For the records below, tally the lines that include the word "matches" and report the number alone.

[Stored data]
────────
//! Deployment roles and write authority.
//!
//! Role-specific components take the payload of their variant
//! ([`ConfigServerRole`], [`ShardRole`]) in their constructors, so shard-only
//! logic cannot be built for a config-server and vice versa.

use serde::{Deserialize, Serialize};
use std::collections::BTreeSet;
use std::fmt;

/// Role name as it appears in configuration.
#[derive(Debug, Clone, Copy, PartialEq, Eq, Serialize, Deserialize)]
#[serde(rename_all = "kebab-case")]
pub enum Role {
    Replication,
    ConfigServer,
    Shard,
}

impl fmt::Display for Role {
    fn fmt(&self, f: &mut fmt::Formatter<'_>) -> fmt::Result {
        match self {
            Role::Replication => write!(f, "replication"),
            Role::ConfigServer => write!(f, "config-server"),
            Role::Shard => write!(f, "shard"),
        }
    }
}

/// Config-server payload: where its router listens.
#[derive(Debug, Clone, PartialEq, Eq)]
pub struct ConfigServerRole {
    pub router_hosts: BTreeSet<String>,
    pub shard_port: u16,
}

/// Shard payload: the name it is registered under.
#[derive(Debug, Clone, PartialEq, Eq)]
pub struct ShardRole {
    pub shard_name: String,
}

#[derive(Debug, Clone, PartialEq, Eq)]
pub enum ClusterRole {
    Replication,
    ConfigServer(ConfigServerRole),
    Shard(ShardRole),
}

impl ClusterRole {
    pub fn role(&self) -> Role {
        match self {
            ClusterRole::Replication => Role::Replication,
            ClusterRole::ConfigServer(_) => Role::ConfigServer,
            ClusterRole::Shard(_) => Role::Shard,
        }
    }

    pub fn as_config_server(&self) -> Option<&ConfigServerRole> {
        match self {
            ClusterRole::ConfigServer(c) => Some(c),
            _ => None,
        }
    }

    pub fn as_shard(&self) -> Option<&ShardRole> {
        match self {
            ClusterRole::Shard(s) => Some(s),
            _ => None,
        }
    }

    /// Shards cannot start an upgrade campaign; it is driven from the config-server.
    pub fn may_initiate_upgrade(&self) -> bool {
        !matches!(self, ClusterRole::Shard(_))
    }
}

/// Whether this unit holds the cluster-wide write token.
///
/// Only the leader writes shared state or issues mutating cluster commands.
/// Followers get a no-op result from mutating operations, never an error.
#[derive(Debug, Clone, Copy, PartialEq, Eq, Serialize, Deserialize)]
pub enum Authority {
    Leader,
    Follower,
}

impl Authority {
    pub fn from_leadership(is_leader: bool) -> Self {
        if is_leader {
            Authority::Leader
        } else {
            Authority::Follower
        }
    }

    pub fn is_leader(&self) -> bool {
        matches!(self, Authority::Leader)
    }
}

/// Result of a mutating call. Followers get `Unauthorized` and nothing happens.
#[derive(Debug, Clone, PartialEq, Eq)]
pub enum Mutation<T> {
    Applied(T),
    Unauthorized,
}

impl<T> Mutation<T> {
    pub fn applied(self) -> Option<T> {
        match self {
            Mutation::Applied(v) => Some(v),
            Mutation::Unauthorized => None,
        }
    }
}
────────
Solution to this problem: 2